Bien sur certains vont jusqu’à multiplier les conditions qui
rendent la promesse effective : en particulier les serments sur la bible
ou sur la tête d’un être cher. Mais qu’importe : si tout cela à une
importance c’est bien parce qu’au bout du compte, les mots remplacent les
choses.
Et puis un jour arrive quelqu’un qui se moque de ces
conventions. Quelqu’un qui dit : « Vos traités (par exemple)
commerciaux ne valent rien pour moi. Un trait de plume les a ratifiés, un autre
les supprime.
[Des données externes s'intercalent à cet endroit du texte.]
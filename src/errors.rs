use miette::Diagnostic;
use thiserror::Error;

#[derive(Debug, Error, Diagnostic)]
pub enum FileOperation {
    #[error("writing a file")]
    Write,
    #[error("creating a directory")]
    Mkdir,
    #[error("setting permissions")]
    Chmod,
}
#[derive(Debug, Error, Diagnostic)]
#[error("I/O error: {operation} on path '{path}'")]
#[diagnostic(
    code(goforge::io),
    help("Check file permissions, disk space, or that the path is correct.")
)]
pub struct IoError {
    pub operation: FileOperation,
    pub path: std::path::PathBuf,
    #[source]
    pub source: std::io::Error,
}
impl IoError {
    pub fn new(operation: FileOperation, path: std::path::PathBuf, error: std::io::Error) -> Self {
        Self {
            operation,
            path,
            source: error,
        }
    }
}
use execute::Execute;
use miette::Diagnostic;
use std::{io, path::Path, process::Command};
use thiserror::Error;

#[derive(Debug, Error, Diagnostic)]
pub enum InitializerError {
    #[error("unable to launch '{program}' in '{dir}'")]
    #[diagnostic(
        code(goforge::initializer::launch),
        help("Make sure the Go toolchain is installed and on your PATH.")
    )]
    Launch {
        program: String,
        dir: std::path::PathBuf,
        #[source]
        source: io::Error,
    },

    #[error("'{program}' exited with {status} while initializing module '{module}': {stderr}")]
    #[diagnostic(code(goforge::initializer::exit_status))]
    Failed {
        program: String,
        module: String,
        status: std::process::ExitStatus,
        stderr: String,
    },
}

/// Runs ecosystem-specific module setup inside a freshly scaffolded
/// directory. Implementations must treat a zero exit as the only success.
pub trait ModuleInitializer {
    fn init(&self, dir: &Path, module: &str) -> Result<(), InitializerError>;
}

/// Invokes `go mod init <module>` with the project directory as the working
/// directory.
#[derive(Debug, Default, Clone, Copy)]
pub struct GoModInitializer;

const GO: &str = "go";

impl ModuleInitializer for GoModInitializer {
    fn init(&self, dir: &Path, module: &str) -> Result<(), InitializerError> {
        let mut command = Command::new(GO);
        command.arg("mod").arg("init").arg(module).current_dir(dir);

        log::debug!("running `go mod init {}` in {}", module, dir.display());

        let output = command
            .execute_output()
            .map_err(|error| InitializerError::Launch {
                program: GO.to_string(),
                dir: dir.to_path_buf(),
                source: error,
            })?;

        log::debug!("go mod init stdout: {}", String::from_utf8_lossy(&output.stdout));
        log::debug!("go mod init stderr: {}", String::from_utf8_lossy(&output.stderr));

        if output.status.success() {
            Ok(())
        } else {
            Err(InitializerError::Failed {
                program: GO.to_string(),
                module: module.to_string(),
                status: output.status,
                stderr: String::from_utf8_lossy(&output.stderr).trim().to_string(),
            })
        }
    }
}
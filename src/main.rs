use clap::{
    crate_authors, crate_description, crate_name, crate_version, Arg, ArgAction, Command,
};
use colored::Colorize;

// The CLI layer should only parse inputs and forward them to library code.
fn main() -> miette::Result<()> {
    let matches = Command::new(crate_name!())
        .about(crate_description!())
        .author(crate_authors!())
        .version(crate_version!())
        .arg(
            Arg::new("project")
                .short('p')
                .long("project")
                .help("Destination directory for the new project"),
        )
        .arg(
            Arg::new("verbose")
                .short('v')
                .long("verbose")
                .help("Enable verbose output")
                .action(ArgAction::SetTrue),
        )
        .get_matches();

    init_logging(matches.get_flag("verbose"));

    // An omitted flag behaves like an empty path and trips the library's
    // precondition check, so the diagnostic has a single source of truth.
    let project = matches
        .get_one::<String>("project")
        .map(String::as_str)
        .unwrap_or_default();

    goforge::create_project(project)?;

    println!("Project {} has been initialized", project.bold());

    Ok(())
}

fn init_logging(verbose: bool) {
    let default_filter = if verbose { "debug" } else { "warn" };

    env_logger::Builder::from_env(env_logger::Env::default().default_filter_or(default_filter))
        .init();
}
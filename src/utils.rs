use std::path::{Component, PathBuf};

pub fn normalize_path(source: &str) -> PathBuf {
    let input = PathBuf::from(source);

    let mut new_path = PathBuf::new();

    for component in input.components() {
        match component {
            // Skip the current-dir marker "."
            Component::CurDir => {}

            // For "..", pop the last component if possible
            Component::ParentDir => {
                new_path.pop();
            }

            // For normal components, push them
            other => new_path.push(other.as_os_str()),
        }
    }

    new_path
}

/// Final segment of the normalized project path, e.g. `./demo-app` -> `demo-app`.
///
/// Returns `None` when no segment survives normalization (`""`, `"."`, `".."`).
pub fn module_name(project_path: &str) -> Option<String> {
    let normalized = normalize_path(project_path);

    normalized
        .file_name()
        .map(|segment| segment.to_string_lossy().into_owned())
}

#[cfg(test)]
mod tests {
    use super::*;

    #[test]
    fn module_name_is_the_last_segment() {
        assert_eq!(module_name("build/sample").as_deref(), Some("sample"));
        assert_eq!(module_name("demo-app").as_deref(), Some("demo-app"));
    }

    #[test]
    fn module_name_ignores_leading_current_dir() {
        assert_eq!(module_name("./demo-app").as_deref(), Some("demo-app"));
    }

    #[test]
    fn module_name_ignores_trailing_slash() {
        assert_eq!(module_name("build/sample/").as_deref(), Some("sample"));
    }

    #[test]
    fn module_name_resolves_parent_segments() {
        assert_eq!(module_name("build/tmp/../sample").as_deref(), Some("sample"));
    }

    #[test]
    fn degenerate_paths_have_no_module_name() {
        assert_eq!(module_name(""), None);
        assert_eq!(module_name("."), None);
        assert_eq!(module_name("./.."), None);
    }

    #[test]
    fn normalize_path_drops_dot_segments() {
        assert_eq!(normalize_path("./a/./b"), PathBuf::from("a/b"));
        assert_eq!(normalize_path("a/b/../c"), PathBuf::from("a/c"));
    }
}
// Integration testing drives the compiled binary as a subprocess; the Go
// toolchain is replaced with a shell shim on PATH so the suite never needs a
// real `go` install.

use std::path::{Path, PathBuf};

#[test]
fn missing_project_flag_fails_before_touching_disk() {
    let tmp = tempfile::tempdir().unwrap();
    let mut cmd = assert_cmd::Command::cargo_bin("goforge").unwrap();

    cmd.current_dir(tmp.path());

    cmd.assert()
        .failure()
        .stderr(predicates::str::contains("project path must not be empty"));

    assert_eq!(std::fs::read_dir(tmp.path()).unwrap().count(), 0);
}

#[cfg(unix)]
fn write_go_shim(dir: &Path, script: &str) -> PathBuf {
    use std::os::unix::fs::PermissionsExt;

    let bin = dir.join("shim-bin");
    std::fs::create_dir_all(&bin).unwrap();

    let shim = bin.join("go");
    std::fs::write(&shim, script).unwrap();
    std::fs::set_permissions(&shim, std::fs::Permissions::from_mode(0o755)).unwrap();

    bin
}

#[cfg(unix)]
#[test]
fn scaffolds_a_project_end_to_end() {
    let tmp = tempfile::tempdir().unwrap();
    // records its arguments in its working directory, then succeeds
    let bin = write_go_shim(
        tmp.path(),
        "#!/bin/sh\necho \"$@\" > go-args.txt\nexit 0\n",
    );
    let project = tmp.path().join("build").join("sample");

    let mut cmd = assert_cmd::Command::cargo_bin("goforge").unwrap();
    cmd.env("PATH", &bin);
    cmd.arg("--project").arg(&project);

    cmd.assert()
        .success()
        .stdout(predicates::str::contains("has been initialized"))
        .stdout(predicates::str::contains("sample"));

    assert!(project.join("cmd").is_dir());
    assert!(project.join("pkg").is_dir());

    let gitignore = std::fs::read_to_string(project.join(".gitignore")).unwrap();
    assert!(gitignore.contains("vendor/"));

    let readme = std::fs::read_to_string(project.join("README.md")).unwrap();
    assert!(readme.contains("sample"));

    // the shim ran inside the project directory with the module name
    let args = std::fs::read_to_string(project.join("go-args.txt")).unwrap();
    assert_eq!(args.trim(), "mod init sample");
}

#[cfg(unix)]
#[test]
fn failing_initializer_fails_the_run_but_keeps_the_files() {
    let tmp = tempfile::tempdir().unwrap();
    let bin = write_go_shim(tmp.path(), "#!/bin/sh\nexit 7\n");
    let project = tmp.path().join("demo-app");

    let mut cmd = assert_cmd::Command::cargo_bin("goforge").unwrap();
    cmd.env("PATH", &bin);
    cmd.arg("-p").arg(&project);

    cmd.assert()
        .failure()
        .stderr(predicates::str::contains("exited with"));

    assert!(project.join(".gitignore").is_file());
    assert!(project.join("Makefile").is_file());
}
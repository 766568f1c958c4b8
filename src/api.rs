use crate::{
    initializer::{self, GoModInitializer, ModuleInitializer},
    manifest::Manifest,
    scaffold,
};
use std::path::Path;

#[derive(Debug, thiserror::Error, miette::Diagnostic)]
pub enum GoforgeError {
    #[error(transparent)]
    #[diagnostic(transparent)]
    Scaffold(#[from] scaffold::ScaffoldError),

    #[error(transparent)]
    #[diagnostic(transparent)]
    Initializer(#[from] initializer::InitializerError),
}

/// Scaffolds the default (full) manifest under `project_path` and runs
/// `go mod init` in the new directory.
///
/// # Errors
///
/// Returns a [`GoforgeError`] if:
///
/// - The project path is empty or yields no module name.
/// - A directory or file cannot be created or written to.
/// - The module initializer cannot be launched or exits non-zero. Files
///   already written stay on disk in that case.
pub fn create_project(project_path: &str) -> Result<(), GoforgeError> {
    create_project_with(project_path, &Manifest::full(), &GoModInitializer)
}

/// Like [`create_project`], with the manifest and the module initializer as
/// substitution points.
///
/// # Errors
///
/// Same contract as [`create_project`].
pub fn create_project_with(
    project_path: &str,
    manifest: &Manifest,
    initializer: &impl ModuleInitializer,
) -> Result<(), GoforgeError> {
    let module = scaffold::materialize(project_path, manifest)?;

    log::debug!("handing '{}' to the module initializer", module);

    initializer.init(Path::new(project_path), &module)?;

    Ok(())
}
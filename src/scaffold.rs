use crate::{
    errors::{FileOperation, IoError},
    manifest::{FileSpec, Manifest},
    utils::module_name,
};
use colored::Colorize;
use miette::Diagnostic;
use std::path::{Path, PathBuf};
use thiserror::Error;

#[derive(Debug, Error, Diagnostic)]
pub enum ScaffoldError {
    #[error("project path must not be empty")]
    #[diagnostic(
        code(goforge::scaffold::empty_project_path),
        help("Pass the destination directory with --project or -p.")
    )]
    EmptyProjectPath,

    #[error("could not derive a module name from '{path}'")]
    #[diagnostic(
        code(goforge::scaffold::module_name),
        help("The last segment of the project path becomes the module name; point at a named directory.")
    )]
    ModuleName { path: PathBuf },

    #[error("I/O error within scaffold domain")]
    #[diagnostic(code(goforge::scaffold::io))]
    Io(#[from] IoError),
}

/// Materializes `manifest` under `project_path` and returns the derived
/// module name.
///
/// Directories come first (creation is idempotent), then files in manifest
/// order; a pre-existing file is silently truncated and replaced. Nothing is
/// rolled back on failure, so a mid-sequence error leaves partial output on
/// disk.
///
/// # Errors
///
/// Returns a [`ScaffoldError`] if:
///
/// - `project_path` is empty, or no module name can be derived from it.
///   Both are reported before any filesystem side effect.
/// - A directory cannot be created, a file cannot be written, or permission
///   bits cannot be applied.
pub fn materialize(project_path: &str, manifest: &Manifest) -> Result<String, ScaffoldError> {
    if project_path.is_empty() {
        return Err(ScaffoldError::EmptyProjectPath);
    }

    let module = module_name(project_path).ok_or_else(|| ScaffoldError::ModuleName {
        path: PathBuf::from(project_path),
    })?;

    log::debug!(
        "scaffolding '{}' with module name '{}'",
        project_path,
        module
    );

    let root = Path::new(project_path);

    for dir in &manifest.directories {
        create_directory(&root.join(dir.path), dir.mode)?;
    }

    for file in &manifest.files {
        write_file(root, file, &module)?;
    }

    Ok(module)
}

fn create_directory(path: &Path, mode: u32) -> Result<(), ScaffoldError> {
    std::fs::create_dir_all(path)
        .map_err(|error| IoError::new(FileOperation::Mkdir, path.to_path_buf(), error))?;

    set_mode(path, mode)?;

    Ok(())
}

/// Writes one [`FileSpec`] under `root`, creating its parent directory if a
/// manifest entry did not already, and prints a `create` line.
fn write_file(root: &Path, spec: &FileSpec, module: &str) -> Result<(), ScaffoldError> {
    let path = root.join(spec.path);

    if let Some(parent) = path.parent() {
        std::fs::create_dir_all(parent)
            .map_err(|error| IoError::new(FileOperation::Mkdir, parent.to_path_buf(), error))?;
    }

    let contents = (spec.content)(module);

    std::fs::write(&path, contents)
        .map_err(|error| IoError::new(FileOperation::Write, path.clone(), error))?;

    set_mode(&path, spec.mode)?;

    let msg = format!("{} {}", "create".green(), path.display());

    println!("{}", &msg);

    Ok(())
}

#[cfg(unix)]
fn set_mode(path: &Path, mode: u32) -> Result<(), ScaffoldError> {
    use std::os::unix::fs::PermissionsExt;

    std::fs::set_permissions(path, std::fs::Permissions::from_mode(mode))
        .map_err(|error| IoError::new(FileOperation::Chmod, path.to_path_buf(), error))?;

    Ok(())
}

#[cfg(not(unix))]
fn set_mode(_path: &Path, _mode: u32) -> Result<(), ScaffoldError> {
    Ok(())
}
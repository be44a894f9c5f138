//! Typed puppet events and the decoder that builds them from wire envelopes.
//!
//! Every envelope tag maps to exactly one [`PuppetEvent`] variant. Decoding
//! never substitutes a default event: an unknown tag, a payload that is not
//! JSON, or a payload missing a required field is a [`DecodeError`].

use std::fmt;
use std::str::FromStr;

use serde::de::DeserializeOwned;
use serde::{Deserialize, Serialize};

use crate::error::DecodeError;
use crate::protocol::EventType;
use crate::types::ScanStatus;

/// Registration key of the event dispatcher. One per public event name.
#[derive(Debug, Clone, Copy, PartialEq, Eq, Hash, Serialize, Deserialize)]
pub enum EventKind {
    Scan,
    Dong,
    Message,
    Heartbeat,
    Error,
    Friendship,
    RoomJoin,
    RoomInvite,
    RoomLeave,
    RoomTopic,
    Ready,
    Login,
    Logout,
}

impl EventKind {
    pub const ALL: [EventKind; 13] = [
        Self::Scan,
        Self::Dong,
        Self::Message,
        Self::Heartbeat,
        Self::Error,
        Self::Friendship,
        Self::RoomJoin,
        Self::RoomInvite,
        Self::RoomLeave,
        Self::RoomTopic,
        Self::Ready,
        Self::Login,
        Self::Logout,
    ];

    /// Public event name.
    pub fn as_str(self) -> &'static str {
        match self {
            Self::Scan => "scan",
            Self::Dong => "dong",
            Self::Message => "message",
            Self::Heartbeat => "heartbeat",
            Self::Error => "error",
            Self::Friendship => "friendship",
            Self::RoomJoin => "room-join",
            Self::RoomInvite => "room-invite",
            Self::RoomLeave => "room-leave",
            Self::RoomTopic => "room-topic",
            Self::Ready => "ready",
            Self::Login => "login",
            Self::Logout => "logout",
        }
    }
}

impl fmt::Display for EventKind {
    fn fmt(&self, f: &mut fmt::Formatter<'_>) -> fmt::Result {
        f.write_str(self.as_str())
    }
}

impl FromStr for EventKind {
    type Err = String;

    fn from_str(name: &str) -> Result<Self, Self::Err> {
        Self::ALL
            .into_iter()
            .find(|kind| kind.as_str() == name)
            .ok_or_else(|| format!("unknown event name: {name}"))
    }
}

// ---------------------------------------------------------------------------
// Event payloads
// ---------------------------------------------------------------------------

#[derive(Debug, Clone, PartialEq, Serialize)]
pub struct ScanEvent {
    pub status: ScanStatus,
    pub qrcode: Option<String>,
    pub data: Option<String>,
}

#[derive(Debug, Clone, PartialEq, Serialize, Deserialize)]
pub struct DataEvent {
    pub data: String,
}

#[derive(Debug, Clone, PartialEq, Serialize, Deserialize)]
#[serde(rename_all = "camelCase")]
pub struct MessageEvent {
    pub message_id: String,
}

#[derive(Debug, Clone, PartialEq, Serialize, Deserialize)]
#[serde(rename_all = "camelCase")]
pub struct LoginEvent {
    pub contact_id: String,
}

#[derive(Debug, Clone, PartialEq, Serialize, Deserialize)]
#[serde(rename_all = "camelCase")]
pub struct LogoutEvent {
    pub contact_id: String,
    #[serde(default)]
    pub data: Option<String>,
}

#[derive(Debug, Clone, PartialEq, Serialize, Deserialize)]
#[serde(rename_all = "camelCase")]
pub struct FriendshipEvent {
    pub friendship_id: String,
}

#[derive(Debug, Clone, PartialEq, Serialize, Deserialize)]
#[serde(rename_all = "camelCase")]
pub struct RoomInviteEvent {
    pub room_invitation_id: String,
}

#[derive(Debug, Clone, PartialEq, Serialize, Deserialize)]
#[serde(rename_all = "camelCase")]
pub struct RoomJoinEvent {
    #[serde(rename = "inviteeIdList", default)]
    pub invitee_ids: Vec<String>,
    pub inviter_id: String,
    pub room_id: String,
    #[serde(default)]
    pub timestamp: i64,
}

#[derive(Debug, Clone, PartialEq, Serialize, Deserialize)]
#[serde(rename_all = "camelCase")]
pub struct RoomLeaveEvent {
    #[serde(rename = "removeeIdList", default)]
    pub removee_ids: Vec<String>,
    pub remover_id: String,
    pub room_id: String,
    #[serde(default)]
    pub timestamp: i64,
}

#[derive(Debug, Clone, PartialEq, Serialize, Deserialize)]
#[serde(rename_all = "camelCase")]
pub struct RoomTopicEvent {
    pub changer_id: String,
    pub new_topic: String,
    #[serde(default)]
    pub old_topic: String,
    pub room_id: String,
    #[serde(default)]
    pub timestamp: i64,
}

/// A decoded event, ready for dispatch.
#[derive(Debug, Clone, PartialEq)]
pub enum PuppetEvent {
    Scan(ScanEvent),
    Dong(DataEvent),
    Message(MessageEvent),
    Heartbeat(DataEvent),
    Error(DataEvent),
    Friendship(FriendshipEvent),
    RoomJoin(RoomJoinEvent),
    RoomInvite(RoomInviteEvent),
    RoomLeave(RoomLeaveEvent),
    RoomTopic(RoomTopicEvent),
    Ready(DataEvent),
    Login(LoginEvent),
    Logout(LogoutEvent),
}

impl PuppetEvent {
    pub fn kind(&self) -> EventKind {
        match self {
            Self::Scan(_) => EventKind::Scan,
            Self::Dong(_) => EventKind::Dong,
            Self::Message(_) => EventKind::Message,
            Self::Heartbeat(_) => EventKind::Heartbeat,
            Self::Error(_) => EventKind::Error,
            Self::Friendship(_) => EventKind::Friendship,
            Self::RoomJoin(_) => EventKind::RoomJoin,
            Self::RoomInvite(_) => EventKind::RoomInvite,
            Self::RoomLeave(_) => EventKind::RoomLeave,
            Self::RoomTopic(_) => EventKind::RoomTopic,
            Self::Ready(_) => EventKind::Ready,
            Self::Login(_) => EventKind::Login,
            Self::Logout(_) => EventKind::Logout,
        }
    }

    /// Build the error event reported for a local failure.
    pub fn error(data: impl Into<String>) -> Self {
        Self::Error(DataEvent { data: data.into() })
    }
}

// ---------------------------------------------------------------------------
// Decoder
// ---------------------------------------------------------------------------

#[derive(Deserialize)]
struct ScanWire {
    status: i64,
    #[serde(default)]
    qrcode: Option<String>,
    #[serde(default)]
    data: Option<String>,
}

/// Decode one envelope (`type` tag plus JSON `payload`) into a typed event.
///
/// The tag is checked before the payload is parsed, so an unknown tag is
/// reported as such whatever the payload holds.
pub fn decode_envelope(tag: i32, payload: &str) -> Result<PuppetEvent, DecodeError> {
    let event_type = EventType::try_from(tag).map_err(|_| DecodeError::UnknownTag(tag))?;
    if event_type == EventType::Unspecified {
        return Err(DecodeError::Unspecified);
    }

    let value: serde_json::Value =
        serde_json::from_str(payload).map_err(|source| DecodeError::Json {
            kind: "envelope",
            source,
        })?;

    let event = match event_type {
        EventType::Unspecified => return Err(DecodeError::Unspecified),
        EventType::Scan => {
            let wire: ScanWire = from_value("scan", value)?;
            let status = ScanStatus::from_code(wire.status).ok_or(DecodeError::InvalidCode {
                field: "scan status",
                value: wire.status,
            })?;
            PuppetEvent::Scan(ScanEvent {
                status,
                qrcode: wire.qrcode,
                data: wire.data,
            })
        }
        EventType::Dong => PuppetEvent::Dong(from_value("dong", value)?),
        EventType::Message => PuppetEvent::Message(from_value("message", value)?),
        EventType::Heartbeat => PuppetEvent::Heartbeat(from_value("heartbeat", value)?),
        EventType::Error => PuppetEvent::Error(from_value("error", value)?),
        EventType::Friendship => PuppetEvent::Friendship(from_value("friendship", value)?),
        EventType::RoomJoin => PuppetEvent::RoomJoin(from_value("room-join", value)?),
        EventType::RoomInvite => PuppetEvent::RoomInvite(from_value("room-invite", value)?),
        EventType::RoomLeave => PuppetEvent::RoomLeave(from_value("room-leave", value)?),
        EventType::RoomTopic => PuppetEvent::RoomTopic(from_value("room-topic", value)?),
        EventType::Ready => PuppetEvent::Ready(from_value("ready", value)?),
        EventType::Login => PuppetEvent::Login(from_value("login", value)?),
        EventType::Logout => PuppetEvent::Logout(from_value("logout", value)?),
    };

    Ok(event)
}

fn from_value<T: DeserializeOwned>(
    kind: &'static str,
    value: serde_json::Value,
) -> Result<T, DecodeError> {
    serde_json::from_value(value).map_err(|source| DecodeError::Json { kind, source })
}

#[cfg(test)]
mod tests {
    use super::*;

    #[test]
    fn test_decode_login() {
        let event = decode_envelope(EventType::Login as i32, r#"{"contactId":"wxid_1"}"#).unwrap();
        assert_eq!(
            event,
            PuppetEvent::Login(LoginEvent {
                contact_id: "wxid_1".to_string()
            })
        );
        assert_eq!(event.kind(), EventKind::Login);
    }

    #[test]
    fn test_decode_scan_defaults_optional_fields() {
        let event = decode_envelope(EventType::Scan as i32, r#"{"status":2}"#).unwrap();
        let PuppetEvent::Scan(scan) = event else {
            panic!("expected scan event");
        };
        assert_eq!(scan.status, ScanStatus::Waiting);
        assert_eq!(scan.qrcode, None);
        assert_eq!(scan.data, None);
    }

    #[test]
    fn test_decode_scan_rejects_unknown_status() {
        let err = decode_envelope(EventType::Scan as i32, r#"{"status":42}"#).unwrap_err();
        assert!(matches!(err, DecodeError::InvalidCode { value: 42, .. }));
    }

    #[test]
    fn test_decode_room_join_maps_wire_names() {
        let payload = r#"{
            "inviteeIdList": ["a", "b"],
            "inviterId": "owner",
            "roomId": "room@chatroom",
            "timestamp": 1600000000
        }"#;
        let event = decode_envelope(EventType::RoomJoin as i32, payload).unwrap();
        let PuppetEvent::RoomJoin(join) = event else {
            panic!("expected room-join event");
        };
        assert_eq!(join.invitee_ids, vec!["a".to_string(), "b".to_string()]);
        assert_eq!(join.inviter_id, "owner");
        assert_eq!(join.room_id, "room@chatroom");
        assert_eq!(join.timestamp, 1_600_000_000);
    }

    #[test]
    fn test_decode_room_leave_defaults_list() {
        let payload = r#"{"removerId":"owner","roomId":"r"}"#;
        let PuppetEvent::RoomLeave(leave) =
            decode_envelope(EventType::RoomLeave as i32, payload).unwrap()
        else {
            panic!("expected room-leave event");
        };
        assert!(leave.removee_ids.is_empty());
        assert_eq!(leave.timestamp, 0);
    }

    #[test]
    fn test_heartbeat_ignores_extra_keys() {
        let event =
            decode_envelope(EventType::Heartbeat as i32, r#"{"data":"beat","timeout":60}"#)
                .unwrap();
        assert_eq!(
            event,
            PuppetEvent::Heartbeat(DataEvent {
                data: "beat".to_string()
            })
        );
    }

    #[test]
    fn test_malformed_json_is_error() {
        let err = decode_envelope(EventType::Login as i32, "{not json").unwrap_err();
        assert!(matches!(err, DecodeError::Json { kind: "envelope", .. }));
    }

    #[test]
    fn test_missing_required_field_is_error() {
        let err = decode_envelope(EventType::Message as i32, r#"{}"#).unwrap_err();
        assert!(matches!(err, DecodeError::Json { kind: "message", .. }));
    }

    #[test]
    fn test_unspecified_and_unknown_tags_are_errors() {
        assert!(matches!(
            decode_envelope(0, "{}").unwrap_err(),
            DecodeError::Unspecified
        ));
        let err = decode_envelope(99, "{}").unwrap_err();
        assert!(matches!(err, DecodeError::UnknownTag(99)));
        assert!(err.to_string().contains("99"));
    }

    #[test]
    fn test_unknown_tag_wins_over_bad_payload() {
        let err = decode_envelope(99, "not json").unwrap_err();
        assert!(matches!(err, DecodeError::UnknownTag(99)));
        assert!(matches!(
            decode_envelope(0, "").unwrap_err(),
            DecodeError::Unspecified
        ));
    }

    #[test]
    fn test_event_kind_names_round_trip() {
        for kind in EventKind::ALL {
            assert_eq!(kind.as_str().parse::<EventKind>().unwrap(), kind);
        }
        assert!("room_join".parse::<EventKind>().is_err());
    }
}
use puppet_net::RemoteMethod;
use puppet_shared::protocol::{Empty, IdContactRequest, IdRequest, IdsResponse, TagContactListRequest};
use puppet_shared::Result;
use tracing::debug;

use crate::service::PuppetService;

impl PuppetService {
    pub async fn tag_contact_add(&self, tag_id: &str, contact_id: &str) -> Result<()> {
        self.stub()?
            .call::<_, Empty>(
                RemoteMethod::TagContactAdd,
                IdContactRequest {
                    id: tag_id.to_string(),
                    contact_id: contact_id.to_string(),
                },
            )
            .await?;
        Ok(())
    }

    pub async fn tag_contact_remove(&self, tag_id: &str, contact_id: &str) -> Result<()> {
        self.stub()?
            .call::<_, Empty>(
                RemoteMethod::TagContactRemove,
                IdContactRequest {
                    id: tag_id.to_string(),
                    contact_id: contact_id.to_string(),
                },
            )
            .await?;
        Ok(())
    }

    pub async fn tag_contact_delete(&self, tag_id: &str) -> Result<()> {
        self.stub()?
            .call::<_, Empty>(
                RemoteMethod::TagContactDelete,
                IdRequest {
                    id: tag_id.to_string(),
                },
            )
            .await?;
        Ok(())
    }

    /// Tag ids of `contact_id`, or every tag id when `None`.
    pub async fn tag_contact_list(&self, contact_id: Option<&str>) -> Result<Vec<String>> {
        let response: IdsResponse = self
            .stub()?
            .call(
                RemoteMethod::TagContactList,
                TagContactListRequest {
                    contact_id: contact_id.map(str::to_string),
                },
            )
            .await?;
        Ok(response.ids)
    }

    /// The service has no favorite tags; accepted and ignored.
    pub async fn tag_favorite_add(&self, tag_id: &str, contact_id: &str) -> Result<()> {
        debug!(tag_id, contact_id, "tag_favorite_add is not supported, ignoring");
        Ok(())
    }

    /// The service has no favorite tags; accepted and ignored.
    pub async fn tag_favorite_delete(&self, tag_id: &str) -> Result<()> {
        debug!(tag_id, "tag_favorite_delete is not supported, ignoring");
        Ok(())
    }
}

#[cfg(test)]
mod tests {
    use super::*;
    use crate::commands::tests::started;

    #[tokio::test]
    async fn test_tag_contact_list_filters_by_contact() {
        let (service, transport) = started().await;
        transport.respond(
            RemoteMethod::TagContactList,
            IdsResponse {
                ids: vec!["tag-1".to_string()],
            },
        );

        let ids = service.tag_contact_list(Some("wxid_a")).await.unwrap();
        assert_eq!(ids, vec!["tag-1".to_string()]);
        let request: TagContactListRequest = transport.last_request(RemoteMethod::TagContactList);
        assert_eq!(request.contact_id.as_deref(), Some("wxid_a"));
        service.stop().await;
    }

    #[tokio::test]
    async fn test_favorite_tags_make_no_remote_call() {
        let (service, transport) = started().await;
        let before = transport.calls().len();

        service.tag_favorite_add("tag-1", "wxid_a").await.unwrap();
        service.tag_favorite_delete("tag-1").await.unwrap();
        assert_eq!(transport.calls().len(), before);
        service.stop().await;
    }

    #[tokio::test]
    async fn test_tag_add_sends_tag_and_contact() {
        let (service, transport) = started().await;
        service.tag_contact_add("tag-1", "wxid_a").await.unwrap();

        let request: IdContactRequest = transport.last_request(RemoteMethod::TagContactAdd);
        assert_eq!(request.id, "tag-1");
        assert_eq!(request.contact_id, "wxid_a");
        service.stop().await;
    }
}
Et si vous contestez il faudra le faire les armes à la main. »
On pense bien sûr à l’attitude du nouveau Président des Etats-Unis, même s’il
n’a pas encore convoqué son armée, il a du moins promis d’utiliser la
force toutes les fois qu’il le jugera nécessaire.
La force prime le droit – et quand c’est l’inverse qui
se produit, c’est déjà une décision de droit, autrement dit ce fondement-là est
on ne peut plus fragile.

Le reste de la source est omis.